Runtime: 90 minutes
Director: Shalini Kantayya
By Caz Armstrong
What if the computers making hugely important decisions about your life were riddled with built-in biases that perpetuated unfairness? And there was almost nothing you could do to stop it?
Well, I hate to break it to you, but the documentary “Coded Bias” highlights the ways in which algorithms exacerbate inequalities in society — and it is chilling.
The film opens with Joy Buolamwimi, a black woman who is a computer scientist at MIT, explaining how she tried to make a fun interactive mirror, but the camera couldn’t recognize her face. When she put on a white mask, the algorithm in the camera instantly recognized her. The software couldn’t see her real face because it had been taught what white men’s faces looked like.
This leads her on a journey into the algorithms that control so many aspects of our life but are built on inequalities and biases. The film escalates from there, layering new scenarios on each concept until viewers feel genuine terror and despair at our lives being in the hands of these algorithms.
Through a series of talking head interviews, illustrations, and documentary footage, this film is educational yet passionate and well-explained. A key aim is to make sure people understand the potential future implications of allowing companies to develop biased programs.
“Coded Bias” links inequalities of gender, race, and class with the people who benefit from building algorithms for profit without any regulation.
This isn’t just fear-mongering. It’s a clear explanation of why we need to regulate algorithms that have the power to affect our lives to ensure that they are truly fair.
Particularly important to the director Shalini Kantayya (2015’s “Catching the Sun”) is the representation of women and people of color. Many of the film’s examples are about black women in particular, as the group most likely to be negatively affected by such software.
Algorithms decide things like whether people are accepted for loans, college placement, and access to health care or housing. These devices are assumed to be fair because they’re just computers.
But if programmers feed them data that reflects existing biases, algorithms only learn to replicate or increase those biases. Amazon.com, for instance, discovered that the company’s recruitment tool excluded all female applicants because the vast majority of people for a particular position were men.
A few real-life scenarios are used as object lessons to bring these concepts to life. A facial recognition camera mistakenly identifies a 14-year-old black boy, who feels shaken after police search and question him. These cameras are not accurate enough to rely on, especially for people of color who are more likely to be racially profiled by police.
Even at the more benign end of the scale, algorithms tailor advertisements online based on people’s perceived interests. The more affluent may see ads for items to buy. On the other side of the coin are predatory ads targeting the poor.
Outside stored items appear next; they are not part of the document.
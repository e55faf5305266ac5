//! The shell view model: nav, CTA, and social links resolved into their
//! final render-ready form.
//!
//! Every builder here consumes already-parsed data and applies the safety
//! filter from `links.rs` itself, so a view model never contains an unsafe
//! href regardless of which entry point produced it. Unsafe links are
//! dropped, not reported — lossy on purpose. The validator is the path that
//! reports them.

use serde::{Deserialize, Serialize};

use crate::domain::links::{normalize_rel, normalize_safe_href};
use crate::domain::social::{SocialLink, details_to_social_links};
use crate::domain::types::{BrandAction, BrandDetails, BrandNavLink, CtaVariant, LinkTarget};

// ── Resolved link types ──────────────────────────────────────────────────────

/// A nav link with aria label, target, and rel fully resolved.
#[derive(Debug, Clone, PartialEq, Eq, Serialize, Deserialize)]
#[serde(rename_all = "camelCase")]
pub struct ShellNavLink {
    pub label: String,
    pub href: String,
    pub aria_label: String,
    pub target: LinkTarget,
    #[serde(skip_serializing_if = "Option::is_none")]
    pub rel: Option<String>,
}

/// A CTA with aria label, target, rel, and variant fully resolved.
#[derive(Debug, Clone, PartialEq, Eq, Serialize, Deserialize)]
#[serde(rename_all = "camelCase")]
pub struct ShellActionLink {
    pub label: String,
    pub href: String,
    pub aria_label: String,
    pub target: LinkTarget,
    #[serde(skip_serializing_if = "Option::is_none")]
    pub rel: Option<String>,
    pub variant: CtaVariant,
}

/// An action after detail-level normalization: attributes resolved, the
/// variant still the caller's hint (resolution happens in
/// [`normalize_cta_links`], where ordering context exists).
#[derive(Debug, Clone, PartialEq, Eq, Serialize, Deserialize)]
#[serde(rename_all = "camelCase")]
pub struct NormalizedAction {
    pub label: String,
    pub href: String,
    pub aria_label: String,
    pub target: LinkTarget,
    #[serde(skip_serializing_if = "Option::is_none")]
    pub rel: Option<String>,
    #[serde(skip_serializing_if = "Option::is_none")]
    pub variant: Option<CtaVariant>,
}

/// A details record with every href-bearing field safety-filtered and every
/// link's attributes resolved.
#[derive(Debug, Clone, PartialEq, Eq, Serialize, Deserialize)]
#[serde(rename_all = "camelCase")]
pub struct NormalizedBrandDetails {
    pub name: String,
    #[serde(skip_serializing_if = "Option::is_none")]
    pub home_href: Option<String>,
    pub nav_links: Vec<ShellNavLink>,
    #[serde(skip_serializing_if = "Option::is_none")]
    pub primary_action: Option<NormalizedAction>,
    #[serde(skip_serializing_if = "Option::is_none")]
    pub secondary_action: Option<NormalizedAction>,
    #[serde(skip_serializing_if = "Option::is_none")]
    pub website: Option<String>,
    #[serde(skip_serializing_if = "Option::is_none")]
    pub linkedin: Option<String>,
    #[serde(skip_serializing_if = "Option::is_none")]
    pub gmail: Option<String>,
    #[serde(skip_serializing_if = "Option::is_none")]
    pub github: Option<String>,
    #[serde(skip_serializing_if = "Option::is_none")]
    pub twitter: Option<String>,
    #[serde(skip_serializing_if = "Option::is_none")]
    pub discord: Option<String>,
    #[serde(skip_serializing_if = "Option::is_none")]
    pub tagline: Option<String>,
}

/// Everything a renderer needs: one flat view model per shell render.
#[derive(Debug, Clone, PartialEq, Eq, Serialize, Deserialize)]
#[serde(rename_all = "camelCase")]
pub struct ShellViewModel {
    pub nav_links: Vec<ShellNavLink>,
    pub cta_links: Vec<ShellActionLink>,
    pub social_links: Vec<SocialLink>,
}

// ── Builders ─────────────────────────────────────────────────────────────────

/// Resolve nav links, dropping any whose href fails the safety filter.
pub fn normalize_nav_links(nav_links: &[BrandNavLink]) -> Vec<ShellNavLink> {
    nav_links
        .iter()
        .filter_map(|link| {
            let href = normalize_safe_href(&link.href)?;
            let target = link.target.unwrap_or_default();
            Some(ShellNavLink {
                label: link.label.clone(),
                href,
                aria_label: link
                    .aria_label
                    .clone()
                    .unwrap_or_else(|| link.label.clone()),
                target,
                rel: normalize_rel(target, link.rel.as_deref()),
            })
        })
        .collect()
}

/// Resolve the CTA list.
///
/// Order is fixed as `[secondary, primary]` — the secondary action always
/// renders first. Explicit variants are kept; otherwise the explicit primary
/// action (or the last remaining action when no explicit primary survives)
/// resolves to `primary` and everything else to `secondary`. Actions with
/// unsafe hrefs are dropped before variant resolution.
pub fn normalize_cta_links(
    primary_action: Option<&BrandAction>,
    secondary_action: Option<&BrandAction>,
) -> Vec<ShellActionLink> {
    let actions: Vec<(&BrandAction, String, bool)> = [
        (secondary_action, false),
        (primary_action, true),
    ]
    .into_iter()
    .filter_map(|(action, is_primary)| {
        let action = action?;
        let href = normalize_safe_href(&action.href)?;
        Some((action, href, is_primary))
    })
    .collect();

    let last = actions.len().saturating_sub(1);
    actions
        .into_iter()
        .enumerate()
        .map(|(index, (action, href, is_primary))| {
            let target = action.target.unwrap_or_default();
            let variant = action.variant.unwrap_or(if is_primary || index == last {
                CtaVariant::Primary
            } else {
                CtaVariant::Secondary
            });
            ShellActionLink {
                label: action.label.clone(),
                href,
                aria_label: action
                    .aria_label
                    .clone()
                    .unwrap_or_else(|| action.label.clone()),
                target,
                rel: normalize_rel(target, action.rel.as_deref()),
                variant,
            }
        })
        .collect()
}

/// Normalize an email field into a safe `mailto:` href.
///
/// Accepts a plain address or a `mailto:`-prefixed value; a bare `mailto:`
/// with nothing after it is rejected. The result always round-trips through
/// the safe-href filter.
pub fn normalize_gmail_href(value: &str) -> Option<String> {
    let trimmed = value.trim();
    if trimmed.is_empty() {
        return None;
    }

    let href = match trimmed.strip_prefix("mailto:") {
        Some(address) => {
            if address.trim().is_empty() {
                return None;
            }
            trimmed.to_string()
        }
        None => format!("mailto:{trimmed}"),
    };

    normalize_safe_href(&href)
}

/// Safety-filter every href-bearing field of a details record.
///
/// Unsafe values vanish (`None` / dropped list entries); actions whose href
/// is unsafe are dropped entirely.
pub fn normalize_brand_details(details: &BrandDetails) -> NormalizedBrandDetails {
    NormalizedBrandDetails {
        name: details.name.clone(),
        home_href: details.home_href.as_deref().and_then(normalize_safe_href),
        nav_links: normalize_nav_links(details.nav_links.as_deref().unwrap_or_default()),
        primary_action: details.primary_action.as_ref().and_then(normalize_action),
        secondary_action: details.secondary_action.as_ref().and_then(normalize_action),
        website: details.website.as_deref().and_then(normalize_safe_href),
        linkedin: details.linkedin.as_deref().and_then(normalize_safe_href),
        gmail: details.gmail.as_deref().and_then(normalize_gmail_href),
        github: details.github.as_deref().and_then(normalize_safe_href),
        twitter: details.twitter.as_deref().and_then(normalize_safe_href),
        discord: details.discord.as_deref().and_then(normalize_safe_href),
        tagline: details.tagline.clone(),
    }
}

/// Build the complete view model for one shell render.
///
/// Details are normalized first; nav, CTA, and social lists all derive from
/// the normalized record, never from raw input.
pub fn build_shell_view_model(details: &BrandDetails) -> ShellViewModel {
    let normalized = normalize_brand_details(details);
    let safe: BrandDetails = normalized.clone().into();

    ShellViewModel {
        nav_links: normalized.nav_links,
        cta_links: normalize_cta_links(safe.primary_action.as_ref(), safe.secondary_action.as_ref()),
        social_links: details_to_social_links(&safe),
    }
}

fn normalize_action(action: &BrandAction) -> Option<NormalizedAction> {
    let href = normalize_safe_href(&action.href)?;
    let target = action.target.unwrap_or_default();
    Some(NormalizedAction {
        label: action.label.clone(),
        href,
        aria_label: action
            .aria_label
            .clone()
            .unwrap_or_else(|| action.label.clone()),
        target,
        rel: normalize_rel(target, action.rel.as_deref()),
        variant: action.variant,
    })
}

// ── Back-conversions ─────────────────────────────────────────────────────────
//
// Normalized values convert back into caller-shaped aggregates so a
// normalization pass can be re-run over its own output (idempotence) and so
// downstream builders take one input type.

impl From<ShellNavLink> for BrandNavLink {
    fn from(link: ShellNavLink) -> Self {
        Self {
            label: link.label,
            href: link.href,
            aria_label: Some(link.aria_label),
            target: Some(link.target),
            rel: link.rel,
        }
    }
}

impl From<NormalizedAction> for BrandAction {
    fn from(action: NormalizedAction) -> Self {
        Self {
            label: action.label,
            href: action.href,
            aria_label: Some(action.aria_label),
            target: Some(action.target),
            rel: action.rel,
            variant: action.variant,
        }
    }
}

impl From<NormalizedBrandDetails> for BrandDetails {
    fn from(details: NormalizedBrandDetails) -> Self {
        Self {
            name: details.name,
            home_href: details.home_href,
            nav_links: Some(details.nav_links.into_iter().map(Into::into).collect()),
            primary_action: details.primary_action.map(Into::into),
            secondary_action: details.secondary_action.map(Into::into),
            website: details.website,
            linkedin: details.linkedin,
            gmail: details.gmail,
            github: details.github,
            twitter: details.twitter,
            discord: details.discord,
            tagline: details.tagline,
        }
    }
}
People with gambling problems are pushed toward betting websites, or people with money problems see ads for extortionate payday loans.
[Algorithms] are assumed to be fair because they’re just computers. … These real-life examples make for a hard-hitting documentary that demonstrates how this impacts audiences personally.
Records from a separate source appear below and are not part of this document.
//! Field-by-field validation of untrusted input.
//!
//! The validator walks raw JSON (`serde_json::Value`) and accumulates every
//! error before returning — callers need the complete list to fix a payload
//! in one pass, so nothing fails fast. The message strings are part of the
//! public contract; tests pin them verbatim.
//!
//! Validation and normalization deliberately share no input-walking code:
//! on success the normalized result is produced by re-running the `shell.rs`
//! / `theme.rs` builders over the decoded payload, and the agreement between
//! the two paths is covered by the round-trip tests in
//! `tests/integration_tests.rs`.

use serde_json::Value;
use thiserror::Error;

use crate::domain::shell::{NormalizedBrandDetails, normalize_brand_details, normalize_gmail_href};
use crate::domain::links::is_safe_href;
use crate::domain::theme::normalize_brand_theme;
use crate::domain::types::{BrandDetails, BrandTheme, CtaVariant, LinkTarget};

/// Theme keys holding free-form string values.
const THEME_STRING_KEYS: [&str; 7] = [
    "primaryColor",
    "backgroundColor",
    "textColor",
    "fontFamily",
    "linkColor",
    "socialIconSize",
    "buttonTextColor",
];

/// Outcome of a validation call: all errors, plus the normalized payload
/// when (and only when) the input was accepted.
#[derive(Debug, Clone, PartialEq)]
pub struct BrandValidationResult<T> {
    pub valid: bool,
    pub errors: Vec<String>,
    pub normalized: Option<T>,
}

impl<T> BrandValidationResult<T> {
    fn accepted(normalized: T) -> Self {
        Self {
            valid: true,
            errors: Vec::new(),
            normalized: Some(normalized),
        }
    }

    fn rejected(errors: Vec<String>) -> Self {
        Self {
            valid: false,
            errors,
            normalized: None,
        }
    }
}

/// Aggregated validation failure, carrying the context string callers pass
/// to the assert entry points and the full error list.
#[derive(Debug, Error, Clone, PartialEq, Eq)]
#[error("{}", format_validation_errors(.context, .errors))]
pub struct ValidationError {
    pub context: String,
    pub errors: Vec<String>,
}

impl ValidationError {
    pub fn new(context: impl Into<String>, errors: Vec<String>) -> Self {
        Self {
            context: context.into(),
            errors,
        }
    }
}

/// Render an error list as the canonical multi-line failure message.
pub fn format_validation_errors(context: &str, errors: &[String]) -> String {
    let mut message = format!("{context} validation failed:");
    for error in errors {
        message.push_str("\n- ");
        message.push_str(error);
    }
    message
}

/// Validate a raw details payload, normalizing on acceptance.
pub fn validate_brand_details(details: &Value) -> BrandValidationResult<NormalizedBrandDetails> {
    let Some(record) = details.as_object() else {
        return BrandValidationResult::rejected(vec!["details must be an object.".into()]);
    };

    let mut errors = Vec::new();

    validate_required_string(record.get("name"), "details.name", &mut errors);
    validate_optional_string(record.get("homeHref"), "details.homeHref", &mut errors);
    validate_safe_href(record.get("homeHref"), "details.homeHref", &mut errors);
    validate_optional_string(record.get("website"), "details.website", &mut errors);
    validate_safe_href(record.get("website"), "details.website", &mut errors);
    validate_optional_string(record.get("linkedin"), "details.linkedin", &mut errors);
    validate_safe_href(record.get("linkedin"), "details.linkedin", &mut errors);
    validate_optional_string(record.get("gmail"), "details.gmail", &mut errors);
    validate_gmail(record.get("gmail"), "details.gmail", &mut errors);
    validate_optional_string(record.get("github"), "details.github", &mut errors);
    validate_safe_href(record.get("github"), "details.github", &mut errors);
    validate_optional_string(record.get("twitter"), "details.twitter", &mut errors);
    validate_safe_href(record.get("twitter"), "details.twitter", &mut errors);
    validate_optional_string(record.get("discord"), "details.discord", &mut errors);
    validate_safe_href(record.get("discord"), "details.discord", &mut errors);
    validate_optional_string(record.get("tagline"), "details.tagline", &mut errors);

    match record.get("navLinks") {
        None | Some(Value::Null) => {}
        Some(Value::Array(links)) => {
            for (index, link) in links.iter().enumerate() {
                validate_nav_link(link, &format!("details.navLinks[{index}]"), &mut errors);
            }
        }
        Some(_) => errors.push("details.navLinks must be an array.".into()),
    }

    if let Some(action) = present(record.get("primaryAction")) {
        validate_action(action, "details.primaryAction", &mut errors);
    }
    if let Some(action) = present(record.get("secondaryAction")) {
        validate_action(action, "details.secondaryAction", &mut errors);
    }

    if !errors.is_empty() {
        return BrandValidationResult::rejected(errors);
    }

    match serde_json::from_value::<BrandDetails>(details.clone()) {
        Ok(decoded) => BrandValidationResult::accepted(normalize_brand_details(&decoded)),
        // Unreachable after a clean walk; kept as a reported error rather
        // than a panic.
        Err(_) => BrandValidationResult::rejected(vec![
            "details payload could not be decoded.".into(),
        ]),
    }
}

/// Validate a raw theme payload. Absence (`null`) is always valid.
pub fn validate_brand_theme(theme: &Value) -> BrandValidationResult<Option<BrandTheme>> {
    if theme.is_null() {
        return BrandValidationResult::accepted(None);
    }

    let Some(record) = theme.as_object() else {
        return BrandValidationResult::rejected(vec![
            "theme must be an object when provided.".into(),
        ]);
    };

    let mut errors = Vec::new();
    for (key, value) in record {
        if THEME_STRING_KEYS.contains(&key.as_str()) {
            validate_optional_string(Some(value), &format!("theme.{key}"), &mut errors);
        } else if key == "ctaLayout" {
            let layout_ok = value
                .as_str()
                .is_some_and(|s| s.parse::<crate::domain::types::CtaLayout>().is_ok());
            if !value.is_null() && !layout_ok {
                errors.push("theme.ctaLayout must be one of: inline, stacked.".into());
            }
        } else {
            errors.push(format!("theme.{key} is not a supported theme key."));
        }
    }

    if !errors.is_empty() {
        return BrandValidationResult::rejected(errors);
    }

    match serde_json::from_value::<BrandTheme>(theme.clone()) {
        Ok(decoded) => BrandValidationResult::accepted(normalize_brand_theme(Some(&decoded))),
        Err(_) => BrandValidationResult::rejected(vec!["theme payload could not be decoded.".into()]),
    }
}

/// Validate a details payload, failing with one aggregated error.
pub fn assert_valid_brand_details(details: &Value, context: &str) -> Result<(), ValidationError> {
    let result = validate_brand_details(details);
    if result.valid {
        Ok(())
    } else {
        Err(ValidationError::new(context, result.errors))
    }
}

/// Validate a theme payload, failing with one aggregated error.
pub fn assert_valid_brand_theme(theme: &Value, context: &str) -> Result<(), ValidationError> {
    let result = validate_brand_theme(theme);
    if result.valid {
        Ok(())
    } else {
        Err(ValidationError::new(context, result.errors))
    }
}

// ── Field validators ─────────────────────────────────────────────────────────

fn present(value: Option<&Value>) -> Option<&Value> {
    match value {
        None | Some(Value::Null) => None,
        Some(value) => Some(value),
    }
}

fn validate_nav_link(link: &Value, path: &str, errors: &mut Vec<String>) {
    let Some(record) = link.as_object() else {
        errors.push(format!("{path} must be an object."));
        return;
    };

    validate_required_string(record.get("label"), &format!("{path}.label"), errors);
    validate_required_string(record.get("href"), &format!("{path}.href"), errors);
    validate_safe_href(record.get("href"), &format!("{path}.href"), errors);
    validate_optional_string(record.get("ariaLabel"), &format!("{path}.ariaLabel"), errors);
    validate_optional_string(record.get("rel"), &format!("{path}.rel"), errors);
    validate_target(record.get("target"), &format!("{path}.target"), errors);
}

fn validate_action(action: &Value, path: &str, errors: &mut Vec<String>) {
    let Some(record) = action.as_object() else {
        errors.push(format!("{path} must be an object."));
        return;
    };

    validate_required_string(record.get("label"), &format!("{path}.label"), errors);
    validate_required_string(record.get("href"), &format!("{path}.href"), errors);
    validate_safe_href(record.get("href"), &format!("{path}.href"), errors);
    validate_optional_string(record.get("ariaLabel"), &format!("{path}.ariaLabel"), errors);
    validate_optional_string(record.get("rel"), &format!("{path}.rel"), errors);
    validate_target(record.get("target"), &format!("{path}.target"), errors);

    if let Some(variant) = present(record.get("variant")) {
        let variant_ok = variant
            .as_str()
            .is_some_and(|s| s.parse::<CtaVariant>().is_ok());
        if !variant_ok {
            errors.push(format!(
                "{path}.variant must be one of: primary, secondary, ghost."
            ));
        }
    }
}

fn validate_target(target: Option<&Value>, path: &str, errors: &mut Vec<String>) {
    let Some(target) = present(target) else {
        return;
    };
    let target_ok = target
        .as_str()
        .is_some_and(|s| s.parse::<LinkTarget>().is_ok());
    if !target_ok {
        errors.push(format!(
            "{path} must be one of: _blank, _self, _parent, _top."
        ));
    }
}

fn validate_required_string(value: Option<&Value>, path: &str, errors: &mut Vec<String>) {
    let ok = value
        .and_then(Value::as_str)
        .is_some_and(|s| !s.trim().is_empty());
    if !ok {
        errors.push(format!("{path} must be a non-empty string."));
    }
}

fn validate_optional_string(value: Option<&Value>, path: &str, errors: &mut Vec<String>) {
    let Some(value) = present(value) else {
        return;
    };
    let ok = value.as_str().is_some_and(|s| !s.trim().is_empty());
    if !ok {
        errors.push(format!("{path} must be a non-empty string when provided."));
    }
}

fn validate_safe_href(value: Option<&Value>, path: &str, errors: &mut Vec<String>) {
    // Wrong types and blanks are the optional-string validator's concern.
    let Some(href) = present(value).and_then(Value::as_str) else {
        return;
    };
    if href.trim().is_empty() {
        return;
    }
    if !is_safe_href(href) {
        errors.push(format!(
            "{path} must use a safe URL/path (http, https, mailto, tel, or relative path)."
        ));
    }
}

fn validate_gmail(value: Option<&Value>, path: &str, errors: &mut Vec<String>) {
    let Some(gmail) = present(value).and_then(Value::as_str) else {
        return;
    };
    if gmail.trim().is_empty() {
        return;
    }
    if normalize_gmail_href(gmail).is_none() {
        errors.push(format!("{path} must be a valid email or mailto URL."));
    }
}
These real-life examples make for a hard-hitting documentary that demonstrates how this impacts audiences personally.
One risk with educational, issue-led documentaries is that they leave viewers feeling lectured to, helpless, or frustrated. “Coded Bias” ends on a positive note, but it also definitely touches a nerve. It links inequalities of gender, race, and class with the people who benefit from building algorithms for profit without any regulation.
It would have been interesting to hear the perspective of developers who are trying to do good. Although the film mentions changes and improvements that tech companies are making, we don’t hear from any of them directly. Are these changes substantive, or are they merely reacting to public pressure?
Overall, “Coded Bias” makes viewers question things they previously assumed to be safe. Where AI starts to make decisions about our lives without any human intervention, we should challenge it. Where unreliable facial recognition software sends police to our neighborhoods, we should resist. Although this isn’t always possible, perhaps we can take solace in the fact that there are passionate and intelligent experts fighting for regulation and fairness of AI at the highest levels.